Exercise prompt: Please repeat, from the entries that follow, the lines from the one containing "let mut writer" through the one containing "use thiserror::Error;" exactly, adding nothing.

•••

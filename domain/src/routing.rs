//! Intent → execution path routing.
//!
//! [`route`] is a pure total function: every intent has a defined route and
//! there is no error case. The Local/Remote split is the pipeline's central
//! invariant — local operations must never be blocked by remote-dependency
//! health, so Local routes bypass the concurrency governor and the circuit
//! breakers entirely.

use crate::intent::{Intent, IntentKind, IntentSource};
use serde::{Deserialize, Serialize};

/// Where a request executes.
#[derive(Debug, Clone, Copy, PartialEq, Eq, Serialize, Deserialize)]
#[serde(rename_all = "lowercase")]
pub enum ExecutionMode {
    /// In-process against local collaborators; no governor slot, no breaker.
    Local,
    /// Requires a model/tool round trip; governed and circuit-broken.
    Remote,
}

impl ExecutionMode {
    pub fn as_str(&self) -> &'static str {
        match self {
            ExecutionMode::Local => "local",
            ExecutionMode::Remote => "remote",
        }
    }
}

impl std::fmt::Display for ExecutionMode {
    fn fmt(&self, f: &mut std::fmt::Formatter<'_>) -> std::fmt::Result {
        write!(f, "{}", self.as_str())
    }
}

/// The routing decision for one request. Built once, consumed by dispatch,
/// never persisted.
#[derive(Debug, Clone)]
pub struct RoutePlan {
    pub mode: ExecutionMode,
    pub intent: Intent,
    /// Local tool names this route needs. Empty for Remote routes — the
    /// orchestrator discovers tools from the registry.
    pub required_tools: Vec<String>,
}

impl RoutePlan {
    pub fn is_local(&self) -> bool {
        self.mode == ExecutionMode::Local
    }
}

/// Map an intent to its execution path.
///
/// A `Conversation` intent carrying the `fallback-default` marker means the
/// classifier already degraded (empty input, breaker open, or timeout);
/// sending it to the remote path would hand degraded traffic to the very
/// dependency that just failed, so it is answered locally with a canned
/// reply.
pub fn route(intent: Intent) -> RoutePlan {
    let (mode, required_tools) = match intent.kind {
        IntentKind::LocationQuery => (ExecutionMode::Local, vec!["current_location".to_string()]),
        IntentKind::FileSearch => (ExecutionMode::Local, vec!["find_files".to_string()]),
        IntentKind::FileRead => (ExecutionMode::Local, vec!["read_file".to_string()]),
        IntentKind::ShellExecution => (ExecutionMode::Local, vec!["run_command".to_string()]),
        IntentKind::DataAnalysis => (ExecutionMode::Local, vec!["summarize_data".to_string()]),
        IntentKind::RemoteToolRequired => (ExecutionMode::Remote, Vec::new()),
        IntentKind::Conversation => {
            if intent.source == IntentSource::FallbackDefault {
                (ExecutionMode::Local, Vec::new())
            } else {
                (ExecutionMode::Remote, Vec::new())
            }
        }
    };

    RoutePlan {
        mode,
        intent,
        required_tools,
    }
}

#[cfg(test)]
mod tests {
    use super::*;
    use crate::intent::IntentSource;

    #[test]
    fn test_route_is_total() {
        // Every kind × source combination routes without panicking.
        for kind in IntentKind::ALL {
            for source in [
                IntentSource::Heuristic,
                IntentSource::Model,
                IntentSource::FallbackDefault,
            ] {
                let plan = route(Intent { kind, source });
                assert_eq!(plan.intent.kind, kind);
            }
        }
    }

    #[test]
    fn test_local_intents_bypass_remote_path() {
        for kind in [
            IntentKind::LocationQuery,
            IntentKind::FileSearch,
            IntentKind::FileRead,
            IntentKind::ShellExecution,
            IntentKind::DataAnalysis,
        ] {
            let plan = route(Intent::heuristic(kind));
            assert!(plan.is_local(), "{kind} must route local");
            assert_eq!(plan.required_tools.len(), 1);
        }
    }

    #[test]
    fn test_remote_intents() {
        assert_eq!(
            route(Intent::heuristic(IntentKind::RemoteToolRequired)).mode,
            ExecutionMode::Remote
        );
        assert_eq!(
            route(Intent::model(IntentKind::Conversation)).mode,
            ExecutionMode::Remote
        );
        assert_eq!(
            route(Intent::heuristic(IntentKind::Conversation)).mode,
            ExecutionMode::Remote
        );
    }

    #[test]
    fn test_degraded_conversation_routes_local() {
        let plan = route(Intent::fallback_default());
        assert!(plan.is_local());
        assert!(plan.required_tools.is_empty());
    }
}
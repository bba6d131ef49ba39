//! Multi-step tool orchestration.
//!
//! A state machine over the append-only [`ToolCallPlan`]: each iteration
//! composes a planning prompt from the request, conversation context and the
//! steps so far, asks the model (through the breaker) whether a tool call is
//! needed, executes it, and loops. Stops on a text answer, the iteration or
//! wall-clock budget, or two consecutive identical tool requests.
//!
//! Open-ended "do you need more tools?" re-prompts are the documented
//! premature-stopping failure mode, so when the request carries a second
//! action keyword the next planning call names the follow-up tool to invoke
//! instead of asking.
//!
//! A failed tool call becomes a failed step fed back to the planner; only a
//! breaker-open on the planning call itself aborts early, with a degraded
//! draft built from whatever the plan already holds.

use std::sync::Arc;
use std::time::Instant;

use tokio_util::sync::CancellationToken;
use tracing::{debug, info, warn};

use switchboard_domain::{
    DegradeReason, PipelineError, PlanStep, Request, RoutePlan, StepOutcome, ToolCallPlan,
    ToolSpec, normalize,
};

use crate::config::PipelineParams;
use crate::ports::model_gateway::{ModelGatewayPort, ModelReply};
use crate::ports::tool_executor::ToolExecutorPort;
use crate::resilience::{CircuitBreaker, GuardedCall};
use crate::use_cases::{Draft, check_cancelled};

/// Action keywords scanned for multi-clause requests, e.g.
/// "load sales.csv then plot revenue" carries `load` and `plot`.
const ACTION_KEYWORDS: &[&str] = &[
    "load", "read", "fetch", "download", "search", "find", "get", "look", "plot", "chart",
    "graph", "compare", "analyze", "analyse", "summarize", "summarise", "convert", "save",
    "write", "rank",
];

/// Hint that the request asks for a second, distinct action.
#[derive(Debug, Clone)]
struct FollowupDirective {
    keyword: String,
    tool_name: Option<String>,
}

fn detect_followup(text: &str, spec: &ToolSpec) -> Option<FollowupDirective> {
    let normalized = normalize(text);
    let mut found: Vec<&str> = Vec::new();
    for token in normalized.split(|c: char| !c.is_ascii_alphanumeric()) {
        if ACTION_KEYWORDS.contains(&token) && !found.contains(&token) {
            found.push(token);
        }
    }
    if found.len() < 2 {
        return None;
    }

    let keyword = found[1];
    let tool_name = spec
        .all()
        .iter()
        .find(|tool| {
            tool.name.contains(keyword) || tool.description.to_lowercase().contains(keyword)
        })
        .map(|tool| tool.name.clone());

    Some(FollowupDirective {
        keyword: keyword.to_string(),
        tool_name,
    })
}

/// Orchestrates planning and tool execution for one remote-mode request.
pub struct ToolOrchestrator {
    gateway: Arc<dyn ModelGatewayPort>,
    tools: Arc<dyn ToolExecutorPort>,
    breaker: Arc<CircuitBreaker>,
    params: PipelineParams,
    cancellation: Option<CancellationToken>,
}
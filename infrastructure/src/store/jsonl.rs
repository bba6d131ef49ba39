//! JSONL-backed conversation store.
//!
//! Serves reads from an in-memory history and appends every turn as one
//! JSON object per line, timestamped at write time. Existing lines are
//! replayed on startup so history survives restarts. Write failures are
//! logged and swallowed — persistence trouble never fails a request.

use std::fs::{File, OpenOptions};
use std::io::{BufRead, BufReader, BufWriter, Write};
use std::path::{Path, PathBuf};
use std::sync::Mutex;

use async_trait::async_trait;
use serde::{Deserialize, Serialize};
use tracing::warn;

use switchboard_application::ConversationStorePort;
use switchboard_domain::{Turn, TurnRole};

use super::memory::InMemoryConversationStore;

#[derive(Debug, Serialize, Deserialize)]
struct TurnRecord {
    caller_id: String,
    role: TurnRole,
    text: String,
    timestamp: String,
}

/// Conversation store with an append-only JSONL file behind it.
pub struct JsonlConversationStore {
    memory: InMemoryConversationStore,
    writer: Mutex<BufWriter<File>>,
    path: PathBuf,
}

impl JsonlConversationStore {
    /// Open (or create) the history file and replay existing records.
    pub fn open(path: impl AsRef<Path>, max_turns: usize) -> std::io::Result<Self> {
        let path = path.as_ref();
        if let Some(parent) = path.parent()
            && !parent.as_os_str().is_empty()
        {
            std::fs::create_dir_all(parent)?;
        }

        let memory = InMemoryConversationStore::new(max_turns);
        if path.exists() {
            let reader = BufReader::new(File::open(path)?);
            for line in reader.lines() {
                let line = line?;
                match serde_json::from_str::<TurnRecord>(&line) {
                    Ok(record) => {
                        let turn = Turn {
                            role: record.role,
                            text: record.text,
                        };
                        memory.push(&record.caller_id, turn);
                    }
                    Err(e) => warn!(%e, "Skipping malformed history line"),
                }
            }
        }

        let file = OpenOptions::new().create(true).append(true).open(path)?;
        Ok(Self {
            memory,
            writer: Mutex::new(BufWriter::new(file)),
            path: path.to_path_buf(),
        })
    }

    pub fn path(&self) -> &Path {
        &self.path
    }
}

#[async_trait]
impl ConversationStorePort for JsonlConversationStore {
    async fn context(&self, caller_id: &str) -> Vec<Turn> {
        self.memory.context(caller_id).await
    }

    async fn append(&self, caller_id: &str, turn: Turn) {
        let record = TurnRecord {
            caller_id: caller_id.to_string(),
            role: turn.role,
            text: turn.text.clone(),
            timestamp: chrono::Utc::now().to_rfc3339_opts(chrono::SecondsFormat::Millis, true),
        };

        self.memory.append(caller_id, turn).await;

        let mut writer = self.writer.lock().unwrap_or_else(|e| e.into_inner());
        match serde_json::to_string(&record) {
            Ok(line) => {
                if writeln!(writer, "{line}").and_then(|_| writer.flush()).is_err() {
                    warn!(path = %self.path.display(), "Could not append conversation record");
                }
            }
            Err(e) => warn!(%e, "Could not serialize conversation record"),
        }
    }
}
//! Remote model gateway adapters.

pub mod http;

pub use http::HttpModelGateway;
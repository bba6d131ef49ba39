//! Remote model gateway port
//!
//! The single network dependency of the pipeline: one completion endpoint
//! used for classification fallback and orchestration planning. Every call
//! through this port goes through a circuit breaker.

use async_trait::async_trait;
use switchboard_domain::{ToolCall, ToolDefinition};
use thiserror::Error;

/// Errors that can occur talking to the remote model.
#[derive(Error, Debug)]
pub enum GatewayError {
    #[error("Connection error: {0}")]
    ConnectionError(String),

    #[error("Request failed: {0}")]
    RequestFailed(String),

    #[error("Invalid response: {0}")]
    InvalidResponse(String),

    #[error("Timeout")]
    Timeout,
}

/// The closed response schema for a completion call.
///
/// Anything the adapter cannot map into one of these two shapes surfaces as
/// [`GatewayError::InvalidResponse`] — responses are never parsed ad hoc.
#[derive(Debug, Clone)]
pub enum ModelReply {
    /// Plain text answer; for planning calls this means "no tool needed".
    Text(String),
    /// A single requested tool invocation.
    ToolCall(ToolCall),
}

impl ModelReply {
    pub fn as_text(&self) -> Option<&str> {
        match self {
            ModelReply::Text(text) => Some(text),
            ModelReply::ToolCall(_) => None,
        }
    }

    pub fn as_tool_call(&self) -> Option<&ToolCall> {
        match self {
            ModelReply::ToolCall(call) => Some(call),
            ModelReply::Text(_) => None,
        }
    }
}

/// Gateway for remote model completion.
#[async_trait]
pub trait ModelGatewayPort: Send + Sync {
    /// Complete a prompt. When `tools` is provided the model may answer with
    /// a tool call from that set instead of text.
    async fn complete(
        &self,
        prompt: &str,
        tools: Option<&[ToolDefinition]>,
    ) -> Result<ModelReply, GatewayError>;
}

•••

Task solution:
        let mut writer = self.writer.lock().unwrap_or_else(|e| e.into_inner());
        match serde_json::to_string(&record) {
            Ok(line) => {
                if writeln!(writer, "{line}").and_then(|_| writer.flush()).is_err() {
                    warn!(path = %self.path.display(), "Could not append conversation record");
                }
            }
            Err(e) => warn!(%e, "Could not serialize conversation record"),
        }
    }
}
//! Remote model gateway adapters.

pub mod http;

pub use http::HttpModelGateway;
repository bba6d131ef49ba39
//! Remote model gateway port
//!
//! The single network dependency of the pipeline: one completion endpoint
//! used for classification fallback and orchestration planning. Every call
//! through this port goes through a circuit breaker.

use async_trait::async_trait;
use switchboard_domain::{ToolCall, ToolDefinition};
use thiserror::Error;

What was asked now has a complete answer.